- _WHAT IS BEING ASKED_:
Tally the lines below that contain the word "major", then give the tally alone.

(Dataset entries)
......
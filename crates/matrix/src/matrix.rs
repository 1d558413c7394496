//! The dense row-major matrix type.

use std::fmt;
use std::ops::{Index, IndexMut};

/// A rectangular dense block of `f64` with row-major contiguous storage.
///
/// Either both dimensions are zero (the empty matrix) or both are
/// positive; the backing buffer always holds exactly `rows * cols`
/// elements. Cloning is a deep copy; there is no shared ownership.
///
/// Element access is bounds-checked in debug builds. Shape mismatches in
/// the arithmetic routines of this crate are contract violations and
/// panic rather than returning errors.
#[derive(Clone, Debug, Default)]
pub struct Matrix {
    rows: usize,
    cols: usize,
    data: Vec<f64>,
}

impl Matrix {
    /// Creates an empty 0 x 0 matrix.
    pub fn new() -> Self {
        Self {
            rows: 0,
            cols: 0,
            data: Vec::new(),
        }
    }

    /// Creates a `rows` x `cols` matrix filled with zeros.
    ///
    /// # Panics
    ///
    /// Panics unless both dimensions are zero or both are positive.
    pub fn zeros(rows: usize, cols: usize) -> Self {
        assert!(
            (rows == 0) == (cols == 0),
            "matrix dimensions must be both zero or both positive: {rows} x {cols}"
        );
        Self {
            rows,
            cols,
            data: vec![0.0; rows * cols],
        }
    }

    /// Creates a `rows` x `cols` matrix with every element set to `value`.
    ///
    /// # Panics
    ///
    /// Panics unless both dimensions are zero or both are positive.
    pub fn filled(rows: usize, cols: usize, value: f64) -> Self {
        assert!(
            (rows == 0) == (cols == 0),
            "matrix dimensions must be both zero or both positive: {rows} x {cols}"
        );
        Self {
            rows,
            cols,
            data: vec![value; rows * cols],
        }
    }

    /// Creates a `rows` x `cols` matrix from a row-major slice.
    ///
    /// # Panics
    ///
    /// Panics if `data.len() != rows * cols`, or if exactly one
    /// dimension is zero.
    pub fn from_slice(rows: usize, cols: usize, data: &[f64]) -> Self {
        assert!(
            (rows == 0) == (cols == 0),
            "matrix dimensions must be both zero or both positive: {rows} x {cols}"
        );
        assert_eq!(
            data.len(),
            rows * cols,
            "slice length {} does not match shape {rows} x {cols}",
            data.len()
        );
        Self {
            rows,
            cols,
            data: data.to_vec(),
        }
    }

    /// Returns the number of rows.
    pub fn rows(&self) -> usize {
        self.rows
    }

    /// Returns the number of columns.
    pub fn cols(&self) -> usize {
        self.cols
    }

    /// Returns `true` for the 0 x 0 matrix.
    pub fn is_empty(&self) -> bool {
        self.rows == 0
    }

    /// Destructively resizes to `rows` x `cols`, discarding the contents
    /// and zero-filling. Resizing to the current shape still zero-fills.
    ///
    /// # Panics
    ///
    /// Panics unless both dimensions are zero or both are positive.
    pub fn resize(&mut self, rows: usize, cols: usize) {
        assert!(
            (rows == 0) == (cols == 0),
            "matrix dimensions must be both zero or both positive: {rows} x {cols}"
        );
        self.rows = rows;
        self.cols = cols;
        self.data.clear();
        self.data.resize(rows * cols, 0.0);
    }

    /// Sets every element to `value`.
    pub fn fill(&mut self, value: f64) {
        self.data.fill(value);
    }

    /// Returns the element at `(row, col)`.
    #[inline]
    pub fn get(&self, row: usize, col: usize) -> f64 {
        debug_assert!(row < self.rows, "row {row} out of range ({})", self.rows);
        debug_assert!(col < self.cols, "col {col} out of range ({})", self.cols);
        self.data[row * self.cols + col]
    }

    /// Sets the element at `(row, col)` to `value`.
    #[inline]
    pub fn set(&mut self, row: usize, col: usize, value: f64) {
        debug_assert!(row < self.rows, "row {row} out of range ({})", self.rows);
        debug_assert!(col < self.cols, "col {col} out of range ({})", self.cols);
        self.data[row * self.cols + col] = value;
    }

    /// Read-only access to the raw row-major storage.
    #[inline]
    pub fn base(&self) -> &[f64] {
        &self.data
    }

    /// Read-only access to the raw storage starting at `(row, col)`.
    ///
    /// The returned slice runs to the end of the buffer; the dot-product
    /// layer reads it with an explicit length and stride.
    #[inline]
    pub fn base_at(&self, row: usize, col: usize) -> &[f64] {
        debug_assert!(row < self.rows, "row {row} out of range ({})", self.rows);
        debug_assert!(col < self.cols, "col {col} out of range ({})", self.cols);
        &self.data[row * self.cols + col..]
    }
}

impl Index<(usize, usize)> for Matrix {
    type Output = f64;

    #[inline]
    fn index(&self, (row, col): (usize, usize)) -> &f64 {
        debug_assert!(row < self.rows && col < self.cols);
        &self.data[row * self.cols + col]
    }
}

impl IndexMut<(usize, usize)> for Matrix {
    #[inline]
    fn index_mut(&mut self, (row, col): (usize, usize)) -> &mut f64 {
        debug_assert!(row < self.rows && col < self.cols);
        &mut self.data[row * self.cols + col]
    }
}

/// Renders rows on separate lines with right-aligned fixed-width fields.
/// No brackets, no trailing blank line.
impl fmt::Display for Matrix {
    fn fmt(&self, f: &mut fmt::Formatter<'_>) -> fmt::Result {
        let width = f.width().unwrap_or(12);
        for i in 0..self.rows {
            for j in 0..self.cols {
                if j > 0 {
                    write!(f, " ")?;
                }
                write!(f, "{:>width$}", self.get(i, j))?;
            }
            if i + 1 < self.rows {
                writeln!(f)?;
            }
        }
        Ok(())
    }
}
......
- _WRITTEN REPLY_:
4